The same unwritten law applies to the matter of a night’s lodging—and Nick Carter intended to make the most of it upon his arrival at Kingsgift, and had timed himself accordingly.

It was after eight o’clock in the evening when he drove upon the estate, and had still another mile to drive before he could reach the house. In due time he stopped his horses before the door, got down and tied them—and by that time a negro servant was at hand, ready to receive him.

“Hello, uncle,” said the detective. “I suppose your master can put me up for the night, can’t he?”

“I reckon so, sah,” was the reply. “Mistur Dinwiddie ain’t to home, sah, but dat don’ make no sort uh diff’ence, sah. You is welcome, jes de same. Whar you done come from, sah?”

“I am from the North, uncle.”

“Hush, chile! Is you, now! Dat mus’ be a won’ful country up dar, sah, from all I hearn tell about it. Jes you walk right into de house, sah; I’ll take care of the hosses—an’ they sure is fine ones. Looks to me like they done come from Fredericksburg. Reckon I’s seen ’em afore, sah.”

“Perhaps you have. Is your mistress at home, uncle?”

“Well, sah, she ain’t rightly at home, nohow; but den she am at home, too.”

“How is that, uncle? I’m afraid I don’t understand.”

“It’s dissaway, sah.
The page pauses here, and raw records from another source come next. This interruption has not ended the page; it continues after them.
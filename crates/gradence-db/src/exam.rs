pub mod error;
pub mod mutation;
pub mod query;

pub use error::ExamStoreError;
pub use mutation::Mutation;
pub use query::Query;
pub(crate) mod v0;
She says to me, ‘Uncle Henery’—dat’s my name, sah—‘Uncle Henery,’ she says, ‘if any pusson done ask fo’ me, you tol ’em dat I is not at home, ceptin’ it’s sure-nuff home folks what asks, an’ in dat case you can say dat I is at home.’ Dat’s de way in, sah; right dar. Yo’ jes rap on dat do’ and my ol woman’ll opin it fo’ you.”
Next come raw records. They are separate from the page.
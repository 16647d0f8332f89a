use crate::question::{NewQuestion, Question, not_blank};
use serde::{Deserialize, Serialize};
use utoipa::ToSchema;
use validator::Validate;

#[derive(Debug, Clone, PartialEq, Eq, Deserialize, Serialize, ToSchema)]
#[serde(rename_all = "camelCase")]
pub struct Exam {
    pub id: i64,
    pub title: String,
    pub created_at: chrono::NaiveDateTime,
    pub questions: Vec<Question>,
}

/// Payload for creating an exam or replacing an existing one.
#[derive(Debug, Clone, PartialEq, Eq, Deserialize, Serialize, ToSchema, Validate)]
pub struct NewExam {
    #[validate(custom(function = "not_blank"))]
    pub title: String,
    #[serde(default)]
    #[validate(nested)]
    pub questions: Vec<NewQuestion>,
}

#[cfg(test)]
mod tests {
    use super::*;
    use chrono::NaiveDate;

    #[test]
    fn test_new_exam_validation() {
        let exam: NewExam = serde_json::from_value(serde_json::json!({
            "title": "Algebra",
            "questions": [{"prompt": "Solve x + 1 = 2", "type": "text"}]
        }))
        .unwrap();
        assert!(exam.validate().is_ok());
        assert_eq!(exam.questions[0].conditions, None);

        let exam = NewExam {
            title: " ".to_owned(),
            questions: vec![NewQuestion {
                prompt: String::new(),
                r#type: "text".to_owned(),
                conditions: None,
            }],
        };
        let errors = exam.validate().unwrap_err();
        let errors = errors.errors();
        assert!(errors.contains_key("title"));
        assert!(errors.contains_key("questions"));
    }

    #[test]
    fn test_questions_default_to_empty() {
        let exam: NewExam = serde_json::from_str(r#"{"title": "Empty"}"#).unwrap();
        assert!(exam.questions.is_empty());
    }

    #[test]
    fn test_exam_json_uses_camel_case() {
        let exam = Exam {
            id: 1,
            title: "History".to_owned(),
            created_at: NaiveDate::from_ymd_opt(2024, 5, 1)
                .unwrap()
                .and_hms_opt(12, 0, 0)
                .unwrap(),
            questions: vec![],
        };
        let value = serde_json::to_value(&exam).unwrap();
        assert_eq!(value["createdAt"], "2024-05-01T12:00:00");
        assert!(value.get("created_at").is_none());
    }
}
Nick stood still until the negro had led the horses toward the stable, and then he mounted the steps of the wide veranda, and rapped with the metal knocker against the door.

There was a long wait before it was opened, and then a negress, as black as the proverbial ace of spades, appeared so suddenly that Nick was startled, for he had not heard her approach. She peered out at him after throwing the door widely ajar.
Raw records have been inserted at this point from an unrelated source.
use crate::export::error::ExportError;
use crate::export::metrics::{char_units, text_units, unencodable_chars};
use gradence_model::exam::Exam;
use printpdf::{BuiltinFont, Mm, PdfDocument};
use std::io::BufWriter;

pub mod error;
mod metrics;

// A4 in points
const PAGE_WIDTH: f32 = 595.0;
const PAGE_HEIGHT: f32 = 842.0;
const MARGIN: f32 = 50.0;
const TEXT_WIDTH: f32 = PAGE_WIDTH - 2.0 * MARGIN;
const FIRST_LINE: f32 = 750.0;

const TITLE_SIZE: f32 = 16.0;
const BODY_SIZE: f32 = 12.0;
const TITLE_ADVANCE: f32 = 30.0;
const BODY_ADVANCE: f32 = 20.0;

#[derive(Debug, Clone, Copy, PartialEq, Eq)]
pub enum FontStyle {
    Bold,
    Regular,
}

#[derive(Debug, Clone, PartialEq)]
pub struct PlacedLine {
    pub text: String,
    pub style: FontStyle,
    pub size: f32,
    /// Baseline offset from the bottom of the page, in points
    pub y: f32,
}

/// Lays out the exam text on A4 pages: the title, then every question prompt followed by its
/// conditions if there are any. Lines that do not fit the page width are wrapped and a new page
/// is started once the bottom margin is reached.
#[must_use]
pub fn layout_exam(exam: &Exam) -> Vec<Vec<PlacedLine>> {
    let mut layout = Layout::new();
    layout.push(&format!("Exam: {}", exam.title), FontStyle::Bold, TITLE_SIZE, TITLE_ADVANCE);

    for question in &exam.questions {
        layout.push(&format!("Q: {}", question.prompt), FontStyle::Regular, BODY_SIZE, BODY_ADVANCE);
        if let Some(conditions) = question.conditions.as_deref().filter(|c| !c.trim().is_empty()) {
            layout.push(
                &format!("   Conditions: {conditions}"),
                FontStyle::Regular,
                BODY_SIZE,
                BODY_ADVANCE,
            );
        }
    }
    layout.pages
}

/// Renders the exam as a PDF document.
///
/// The builtin Helvetica fonts only cover the WinAnsi character set. Characters outside it
/// (CJK, emoji, most symbols) are left out of the rendered text and a warning is logged.
pub fn export_exam_pdf(exam: &Exam) -> Result<Vec<u8>, ExportError> {
    let pages = layout_exam(exam);
    let width = pt_to_mm(PAGE_WIDTH);
    let height = pt_to_mm(PAGE_HEIGHT);

    let (doc, first_page, first_layer) = PdfDocument::new(format!("Exam: {}", exam.title), width, height, "Layer 1");
    let bold = doc
        .add_builtin_font(BuiltinFont::HelveticaBold)
        .map_err(|error| ExportError::Pdf(error.to_string()))?;
    let regular = doc
        .add_builtin_font(BuiltinFont::Helvetica)
        .map_err(|error| ExportError::Pdf(error.to_string()))?;

    let mut targets = vec![(first_page, first_layer)];
    for _ in 1..pages.len() {
        targets.push(doc.add_page(width, height, "Layer 1"));
    }

    for ((page, layer), lines) in targets.into_iter().zip(&pages) {
        let layer = doc.get_page(page).get_layer(layer);
        for line in lines {
            let dropped = unencodable_chars(&line.text);
            if !dropped.is_empty() {
                tracing::warn!(
                    exam_id = exam.id,
                    line = %line.text,
                    dropped = %dropped.iter().collect::<String>(),
                    "characters not supported by the builtin fonts are left out"
                );
            }
            let font = match line.style {
                FontStyle::Bold => &bold,
                FontStyle::Regular => &regular,
            };
            layer.use_text(line.text.as_str(), line.size, pt_to_mm(MARGIN), pt_to_mm(line.y), font);
        }
    }

    let mut writer = BufWriter::new(Vec::new());
    doc.save(&mut writer)
        .map_err(|error| ExportError::Pdf(error.to_string()))?;
    let bytes = writer.into_inner().map_err(|error| ExportError::Io(error.into_error()))?;

    tracing::debug!(exam_id = exam.id, pages = pages.len(), bytes = bytes.len(), "exported exam");
    Ok(bytes)
}

struct Layout {
    pages: Vec<Vec<PlacedLine>>,
    y: f32,
}

impl Layout {
    fn new() -> Self {
        Self {
            pages: vec![Vec::new()],
            y: FIRST_LINE,
        }
    }

    fn push(&mut self, text: &str, style: FontStyle, size: f32, advance: f32) {
        for text in wrap(text, style, max_units(size)) {
            if self.y < MARGIN {
                self.pages.push(Vec::new());
                self.y = PAGE_HEIGHT - MARGIN;
            }
            if let Some(page) = self.pages.last_mut() {
                page.push(PlacedLine {
                    text,
                    style,
                    size,
                    y: self.y,
                });
            }
            self.y -= advance;
        }
    }
}

fn pt_to_mm(pt: f32) -> Mm {
    Mm(pt * 25.4 / 72.0)
}

/// Line width available at `size`, in thousandths of an em.
#[allow(clippy::cast_possible_truncation, clippy::cast_sign_loss)]
fn max_units(size: f32) -> u32 {
    (TEXT_WIDTH * 1000.0 / size).floor() as u32
}

/// Greedy word wrap on measured glyph widths, keeping the indentation of the first line.
/// Words wider than a line are split.
fn wrap(text: &str, style: FontStyle, max_units: u32) -> Vec<String> {
    let mut lines = Vec::new();
    let mut current: String = text.chars().take_while(|c| c.is_whitespace()).collect();
    let mut current_units = text_units(&current, style);
    let mut line_has_word = false;
    let space = char_units(' ', style);

    for word in text.split_whitespace() {
        let word_units = text_units(word, style);
        let separator = if line_has_word { space } else { 0 };

        if current_units + separator + word_units <= max_units {
            if line_has_word {
                current.push(' ');
            }
            current.push_str(word);
            current_units += separator + word_units;
        } else if line_has_word && word_units <= max_units {
            lines.push(std::mem::take(&mut current));
            current.push_str(word);
            current_units = word_units;
        } else {
            // too wide for any line, fill up the current one and split
            if line_has_word {
                current.push(' ');
                current_units += space;
            }
            for c in word.chars() {
                let units = char_units(c, style);
                if current_units + units > max_units && !current.trim().is_empty() {
                    lines.push(std::mem::take(&mut current).trim_end().to_owned());
                    current_units = 0;
                }
                current.push(c);
                current_units += units;
            }
        }
        line_has_word = true;
    }
    if line_has_word || lines.is_empty() {
        lines.push(current);
    }
    lines
}

#[cfg(test)]
mod tests {
    use super::*;
    use chrono::NaiveDate;
    use gradence_model::question::Question;

    fn exam(questions: Vec<Question>) -> Exam {
        Exam {
            id: 9,
            title: "Final".to_owned(),
            created_at: NaiveDate::from_ymd_opt(2025, 6, 30)
                .unwrap()
                .and_hms_opt(9, 0, 0)
                .unwrap(),
            questions,
        }
    }

    fn question(id: i64, prompt: &str, conditions: Option<&str>) -> Question {
        Question {
            id,
            prompt: prompt.to_owned(),
            r#type: "text".to_owned(),
            conditions: conditions.map(str::to_owned),
        }
    }

    fn texts(page: &[PlacedLine]) -> Vec<&str> {
        page.iter().map(|line| line.text.as_str()).collect()
    }

    #[test]
    fn test_layout_single_page() {
        let exam = exam(vec![
            question(1, "What is 2 + 2?", Some("no calculator")),
            question(2, "Name a prime", Some("  ")),
            question(3, "Explain gravity", None),
        ]);
        let pages = layout_exam(&exam);

        assert_eq!(pages.len(), 1);
        assert_eq!(
            texts(&pages[0]),
            vec![
                "Exam: Final",
                "Q: What is 2 + 2?",
                "   Conditions: no calculator",
                "Q: Name a prime",
                "Q: Explain gravity",
            ]
        );
        assert_eq!(pages[0][0].style, FontStyle::Bold);
        assert!((pages[0][0].y - 750.0).abs() < f32::EPSILON);
        assert!((pages[0][1].y - 720.0).abs() < f32::EPSILON);
        assert!((pages[0][2].y - 700.0).abs() < f32::EPSILON);
        assert!(pages[0][1..].iter().all(|line| line.style == FontStyle::Regular));
    }

    #[test]
    fn test_layout_paginates() {
        let questions = (1..=80).map(|id| question(id, &format!("Question {id}"), None)).collect();
        let pages = layout_exam(&exam(questions));

        assert!(pages.len() > 1);
        let total: usize = pages.iter().map(Vec::len).sum();
        assert_eq!(total, 81);
        for page in &pages {
            assert!(page.iter().all(|line| line.y >= MARGIN && line.y <= PAGE_HEIGHT - MARGIN));
        }
        assert_eq!(pages[1][0].text, format!("Q: Question {}", pages[0].len()));
    }

    #[test]
    fn test_wrap_long_lines() {
        let width = text_units("aaa bbb", FontStyle::Regular);
        let lines = wrap("aaa bbb ccc ddd", FontStyle::Regular, width);
        assert_eq!(lines, vec!["aaa bbb", "ccc ddd"]);

        let width = text_units("nnnn", FontStyle::Regular);
        let lines = wrap("nnnnnnnnnn", FontStyle::Regular, width);
        assert_eq!(lines, vec!["nnnn", "nnnn", "nn"]);

        let lines = wrap("   Conditions: short", FontStyle::Regular, max_units(BODY_SIZE));
        assert_eq!(lines, vec!["   Conditions: short"]);

        assert_eq!(wrap("", FontStyle::Regular, 1000), vec![String::new()]);
    }

    #[test]
    fn test_wrap_uses_glyph_widths() {
        // same number of characters, very different widths
        let width = 3000;
        assert_eq!(wrap("iiiii iiii", FontStyle::Regular, width), vec!["iiiii iiii"]);
        assert_eq!(wrap("WWWWW WWWW", FontStyle::Regular, width), vec!["WWW", "WW", "WWW", "W"]);
    }

    fn assert_fits(lines: &[PlacedLine]) {
        for line in lines {
            let units = text_units(&line.text, line.style);
            assert!(
                units <= max_units(line.size),
                "{:?} is {units} units wide at {}pt",
                line.text,
                line.size
            );
            assert!(units as f32 * line.size / 1000.0 <= TEXT_WIDTH);
        }
    }

    #[test]
    fn test_long_prompt_is_wrapped() {
        let prompt = "word ".repeat(60);
        let pages = layout_exam(&exam(vec![question(1, prompt.trim(), None)]));
        assert!(pages[0].len() > 2);
        assert_fits(&pages[0]);
    }

    #[test]
    fn test_all_caps_prompt_stays_within_margins() {
        let prompt = "W".repeat(200);
        let mut exam = exam(vec![
            question(1, &prompt, None),
            question(2, "MAXIMUM WIDTH WORDS WWW MMM", Some("WWWW ".repeat(40).trim())),
        ]);
        exam.title = "WWWWWWWW MMMMMMMM ".repeat(6);
        let pages = layout_exam(&exam);

        assert_fits(&pages[0]);
        assert!(pages[0][0].text.starts_with("Exam: WWW"));
        assert!(!pages[0][1].text.starts_with("Exam:"));

        let prompt_lines: Vec<&str> = pages[0]
            .iter()
            .skip_while(|line| !line.text.starts_with("Q: W"))
            .take_while(|line| !line.text.starts_with("Q: MAX"))
            .map(|line| line.text.as_str())
            .collect();
        // a 12pt W is 11.328pt wide, so at most 43 fit in 495pt
        assert_eq!(prompt_lines.len(), 5);
        assert_eq!(prompt_lines[0], format!("Q: {}", "W".repeat(42)));
        assert!(prompt_lines[1..].iter().all(|line| line.chars().count() <= 43));
        assert_eq!(prompt_lines.concat(), format!("Q: {prompt}"));
    }

    #[test]
    fn test_unsupported_characters_still_export() {
        let exam = exam(vec![question(1, "\u{8003}\u{8bd5} \u{1f600} what is 2 + 2?", None)]);
        let pages = layout_exam(&exam);
        assert_eq!(unencodable_chars(&pages[0][1].text).len(), 3);

        let bytes = export_exam_pdf(&exam).unwrap();
        assert!(bytes.starts_with(b"%PDF"));
    }

    #[test]
    fn test_export_produces_pdf() {
        let exam = exam(vec![question(1, "What is 2 + 2?", Some("no calculator"))]);
        let bytes = export_exam_pdf(&exam).unwrap();
        assert!(bytes.starts_with(b"%PDF"));
    }

    #[test]
    fn test_export_multi_page_pdf() {
        let questions = (1..=120).map(|id| question(id, "Fill in the blank", Some("one word"))).collect();
        let bytes = export_exam_pdf(&exam(questions)).unwrap();
        assert!(bytes.starts_with(b"%PDF"));
    }
}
“Hello, auntie!” he exclaimed. “Can you take in a traveler, and give him something to eat, and a bed for the night?”

“I reckon so. Yassir. Come right in. You is welcome. Dar ain’t nobody home ‘ceptin’ me an’ dat good-for-nothin’ nigger, Henery, but I reckon we can make you comfortable; yassir.”

“Isn’t your mistress at home?” asked Nick, remembering what Henry had said on that point.

“No, sah. We is de onliest ones to home, jes now. Come in, sah. Mistuh Dinwiddie, he’s in de Norf somewheres—I dunno whar—and de missus she’s in de Souf somewheres—I can’t jes’ tell you where, and we is de onliest ones yere; dat’s a fact.”

“But Uncle Henery said that Mrs. Dinwiddie was at home,” said Nick, entering the house.

“Huh! You mustn’t mind what dat lyin’ nigger done tell you, sah. He’s suttinly de biggest liah dis side uh de Rappahannock, dat’s what he is. Now, sah, you jes’ make yo’self comftil till I rustles yo’ somethin’ to eat.”

Before the detective could say another word she had taken herself off, leaving him alone in the room into which he had been ushered, where a single kerosene lamp, heavily shaded, burned upon a centre table.

“So,” he mused to himself, “Juno is at home; and Juno is not at home. Well, we will see about that, presently.”